Stored items:

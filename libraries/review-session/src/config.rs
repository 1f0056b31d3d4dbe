//! Session configuration

use review_core::ProcessingOptions;
use serde::{Deserialize, Serialize};
use std::time::Duration;

/// Tunables for a review session
#[derive(Debug, Clone, PartialEq, Serialize, Deserialize)]
pub struct SessionConfig {
    /// Pause after a failed item before the batch continues
    #[serde(default = "default_failure_pause_ms")]
    pub failure_pause_ms: u64,

    /// Bitrate handed to the MP3 capability, when one is configured
    #[serde(default = "default_mp3_bitrate_kbps")]
    pub mp3_bitrate_kbps: u32,

    /// Options applied to newly processed items
    #[serde(default)]
    pub default_options: ProcessingOptions,
}

fn default_failure_pause_ms() -> u64 {
    750
}

fn default_mp3_bitrate_kbps() -> u32 {
    review_audio::encode::MP3_BITRATE_KBPS
}

impl SessionConfig {
    /// Pause after a failed item
    pub fn failure_pause(&self) -> Duration {
        Duration::from_millis(self.failure_pause_ms)
    }
}

impl Default for SessionConfig {
    fn default() -> Self {
        Self {
            failure_pause_ms: default_failure_pause_ms(),
            mp3_bitrate_kbps: default_mp3_bitrate_kbps(),
            default_options: ProcessingOptions::default(),
        }
    }
}
//! Clip Review Session
//!
//! Per-item review state for a batch of recordings, and the commands that
//! drive it.
//!
//! This crate provides:
//! - A batch store with a single activity gate (processing, saving, deleting)
//! - The processing pipeline (trim → noise filter → loudness) and its
//!   orchestration over a batch
//! - A pointer-driven trim boundary editor
//! - The batch save state machine with progress and partial-failure reporting
//! - Collaborator traits for fetch, upload, rename and delete, with a REST
//!   implementation over reqwest
//!
//! # Architecture
//!
//! ```text
//! SourceItem ──► fetch ──► decode ──► ProcessingContext ──► ReviewItem ──► BatchStore
//!                                          ▲                                  │
//!                     option change ───────┤                                  ▼
//!                     boundary commit ─────┘                       save: encode ──► upload
//! ```
//!
//! # Example
//!
//! ```ignore
//! use review_session::{Collaborators, HttpCollaborators, ReviewSession, SessionConfig};
//! use std::time::Duration;
//!
//! let http = HttpCollaborators::new("https://review.example.com", Duration::from_secs(30))?;
//! let mut session = ReviewSession::new(SessionConfig::default(), Collaborators::http(http));
//!
//! session.process_batch(&sources, |event| println!("{event:?}")).await?;
//! let report = session.save_all(|event| println!("{event:?}")).await?;
//! println!("{} saved, {} failed", report.succeeded_count(), report.failed_count());
//! ```

mod collaborators;
mod config;
pub mod editor;
mod error;
mod events;
mod http;
pub mod orchestrator;
pub mod pipeline;
pub mod save;
mod session;
pub mod store;
mod types;

pub use collaborators::{
    AudioFetcher, DeletionService, TitleService, UploadOutcome, UploadRequest, Uploader,
};
pub use config::SessionConfig;
pub use editor::{BoundaryEditor, ContainerRect, GlobalListeners, Marker, PointerInput};
pub use error::{Result, SessionError};
pub use events::{ProcessingEvent, SaveEvent, SaveProgress};
pub use http::HttpCollaborators;
pub use orchestrator::BatchSummary;
pub use pipeline::{reprocess, ProcessedClip, ProcessingContext};
pub use save::{SaveReport, SaveState};
pub use session::{Collaborators, ReviewSession};
pub use store::{Activity, ActivityGuard, BatchStore};
pub use types::{ReviewItem, SourceItem};
/// Offline (non-realtime) rendering of an effect chain over a whole clip
use super::chain::EffectChain;
use crate::error::Result;
use review_core::AudioSample;
use tracing::debug;

/// Renders a complete `AudioSample` through an `EffectChain`
///
/// The output always has the input's length, rate and channel count. Each
/// channel is rendered from a fresh filter state.
pub struct OfflineRenderer {
    chain: EffectChain,
    prepared_rate: Option<u32>,
}

impl OfflineRenderer {
    /// Create a renderer around a chain
    pub fn new(chain: EffectChain) -> Self {
        Self {
            chain,
            prepared_rate: None,
        }
    }

    /// Access the rendered chain
    pub fn chain(&self) -> &EffectChain {
        &self.chain
    }

    /// Render `input` into a new sample
    pub fn render(&mut self, input: &AudioSample) -> Result<AudioSample> {
        let rate = input.sample_rate().as_hz();
        if self.prepared_rate != Some(rate) {
            self.chain.prepare(rate)?;
            self.prepared_rate = Some(rate);
        }

        let chain = &mut self.chain;
        let output = input.map_channels(|channel| {
            chain.reset();
            let mut rendered = channel.to_vec();
            chain.process(&mut rendered);
            rendered
        })?;
        self.chain.reset();

        debug!(
            frames = output.frames(),
            channels = output.channel_count(),
            effects = ?self.chain.names(),
            "Rendered clip offline"
        );

        Ok(output)
    }
}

ASSIGNED TASK: Looking at the data above, write out exactly the lines that start at the one containing "pub mod orchestrator;" and end at the one containing "around a chain"; include both and nothing beyond.

EXERCISE SOLUTION:
pub mod orchestrator;
pub mod pipeline;
pub mod save;
mod session;
pub mod store;
mod types;

pub use collaborators::{
    AudioFetcher, DeletionService, TitleService, UploadOutcome, UploadRequest, Uploader,
};
pub use config::SessionConfig;
pub use editor::{BoundaryEditor, ContainerRect, GlobalListeners, Marker, PointerInput};
pub use error::{Result, SessionError};
pub use events::{ProcessingEvent, SaveEvent, SaveProgress};
pub use http::HttpCollaborators;
pub use orchestrator::BatchSummary;
pub use pipeline::{reprocess, ProcessedClip, ProcessingContext};
pub use save::{SaveReport, SaveState};
pub use session::{Collaborators, ReviewSession};
pub use store::{Activity, ActivityGuard, BatchStore};
pub use types::{ReviewItem, SourceItem};
/// Offline (non-realtime) rendering of an effect chain over a whole clip
use super::chain::EffectChain;
use crate::error::Result;
use review_core::AudioSample;
use tracing::debug;

/// Renders a complete `AudioSample` through an `EffectChain`
///
/// The output always has the input's length, rate and channel count. Each
/// channel is rendered from a fresh filter state.
pub struct OfflineRenderer {
    chain: EffectChain,
    prepared_rate: Option<u32>,
}

impl OfflineRenderer {
    /// Create a renderer around a chain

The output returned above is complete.